Référence : 2004 CF 1246

Calgary (Alberta), le 14 septembre 2004

EN PRÉSENCE DE MONSIEUR LE JUGE VON FINCKENSTEIN                              

ENTRE :

                                          PETER G. WHITE MANAGEMENT LTD.

                                                                                                                                    demanderesse

                                                                             

                                                                             et

SA MAJESTÉ LA REINE DU CHEF DU CANADA, REPRÉSENTÉE

PAR LA MINISTRE DU PATRIMOINE CANADIEN, MME SHEILA COPPS, ET LADITE MINISTRE DU PATRIMOINE CANADIEN, L'AGENCE PARCS CANADA,

REPRÉSENTÉE PAR SON DIRECTEUR GÉNÉRAL, M. TOM LEE, ET LEDIT M. TOM LEE, LE DIRECTEUR D'UNITÉ DE GESTION DU PARC NATIONAL BANFF NATIONAL, M. WILLIAM FISHER, M. CHARLES ZINKAN

ET LE PROCUREUR GÉNÉRAL DU CANADA

                                                                                                                                          défendeurs


                                MOTIFS DE L'ORDONNANCE ET ORDONNANCE

[1]                Il s'agit d'un appel interjeté à l'encontre de deux ordonnances rendues par le protonotaire Hargrave, les 17 avril 2001 et 22 mars 2002, radiant respectivement (1) le nom de tous les défendeurs désignés, à l'exception de ceux de Sa Majesté la Reine du Chef du Canada et de l'Agence Parcs Canada; et (2) l'action intentée contre ces deux derniers pour cause d'abus de procédure.

CONTEXTE

[2]                La demanderesse à l'action sous-jacente est une société à qui un bail (bail Norquay), consenti le 21 mai 1993 pour l'exploitation de la station commerciale de ski du mont Norquay située dans le Parc national Banff, a été cédé. Elle fait valoir que le bail Norquay l'autorise à exploiter pendant les mois d'été une télécabine installée sur les lieux loués. Dans une décision datée du 2 juillet 1996, le directeur d'unité de gestion du Parc national Banff a refusé de délivrer un permis à cet effet.

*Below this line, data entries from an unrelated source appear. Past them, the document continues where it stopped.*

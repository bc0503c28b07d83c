//! Bracket tables: unit-count or point ranges mapped to a rate or payout

use crate::error::{EngineError, Result};
use serde::Serialize;

/// Upper bound sentinel for the open-ended last bracket
pub const UNBOUNDED: u64 = u64::MAX;

/// A closed range `[low, high]` paying `rate`
#[derive(Debug, Clone, Copy, PartialEq, Serialize)]
pub struct Bracket {
    pub low: u64,
    pub high: u64,
    pub rate: f64,
}

impl Bracket {
    pub const fn new(low: u64, high: u64, rate: f64) -> Self {
        Self { low, high, rate }
    }

    pub fn contains(&self, n: u64) -> bool {
        self.low <= n && n <= self.high
    }
}

/// Ordered, non-overlapping brackets
#[derive(Debug, Clone, PartialEq, Serialize)]
pub struct BracketTable {
    brackets: Vec<Bracket>,
}

impl BracketTable {
    /// Build from brackets already in ascending order
    pub fn from_sorted(brackets: &[Bracket]) -> Self {
        Self {
            brackets: brackets.to_vec(),
        }
    }

    /// Build and validate
    pub fn new(brackets: Vec<Bracket>) -> Result<Self> {
        let table = Self { brackets };
        table.validate()?;
        Ok(table)
    }

    /// Check ordering, overlap and the starting point of the table
    pub fn validate(&self) -> Result<()> {
        let first = self
            .brackets
            .first()
            .ok_or_else(|| EngineError::InvalidBrackets("table is empty".to_string()))?;
        if first.low == 0 {
            return Err(EngineError::InvalidBrackets(
                "ranges start at 1; a count of 0 always pays 0".to_string(),
            ));
        }
        for bracket in &self.brackets {
            if bracket.low > bracket.high {
                return Err(EngineError::InvalidBrackets(format!(
                    "range [{}, {}] is inverted",
                    bracket.low, bracket.high
                )));
            }
        }
        for pair in self.brackets.windows(2) {
            if pair[1].low <= pair[0].high {
                return Err(EngineError::InvalidBrackets(format!(
                    "range starting at {} overlaps range ending at {}",
                    pair[1].low, pair[0].high
                )));
            }
        }
        Ok(())
    }

    /// Rate of the bracket containing `n`, or 0 when none does
    pub fn lookup(&self, n: u64) -> f64 {
        self.brackets
            .iter()
            .find(|bracket| bracket.contains(n))
            .map(|bracket| bracket.rate)
            .unwrap_or(0.0)
    }

    pub fn brackets(&self) -> &[Bracket] {
        &self.brackets
    }

    /// Whether the last bracket catches unbounded counts
    pub fn is_open_ended(&self) -> bool {
        self.brackets.last().map_or(false, |b| b.high == UNBOUNDED)
    }
}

[3]                La demanderesse a introduit la requête T-1776-96, sollicitant le contrôle judiciaire de cette décision. Le 28 mai 1997, le juge Campbell a rejeté la requête au motif que le bail Norquay n'attribuait qu'un droit éventuel restreint quant à l'exploitation d'une entreprise sur les terrains. Il a conclu que la décision de refuser le permis relevait donc de la compétence du directeur d'unité de gestion (Voir Peter G. White Management Ltd c. Canada (ministre du Patrimoine canadien) [1997] A.C.F. 718). La demanderesse a interjeté appel de cette décision, appel dont elle s'est subséquemment désistée.

[4]                Peu après, la demanderesse a déposé la déclaration dans l'action sous-jacente intentée contre Sa Majesté la Reine, la ministre, l'Agence Parcs Canada, M. Tom Lee, directeur général de l'Agence, le directeur du Parc national Banff, le directeur d'unité de gestion du Parc national Banff (défendeurs à titre personnel) et le procureur général du Canada. Parmi les nombreuses allégations formulées dans la déclaration de la demanderesse, mentionnons celles d'inexécution de contrat, d'entrave délictuelle dans des relations commerciales et d'abus de pouvoir.

[5]                Les défendeurs ont présenté deux requêtes :

i)          visant à faire radier l'action intentée contre la ministre personnellement, l'Agence Parcs Canada, le procureur général et les défendeurs en leur qualité personnelle;

ii)         visant à faire radier toute l'action pour cause d'abus de procédure.

[6]                Le 4 mars 2004, le protonotaire Hargrave a prononcé deux décisions distinctes.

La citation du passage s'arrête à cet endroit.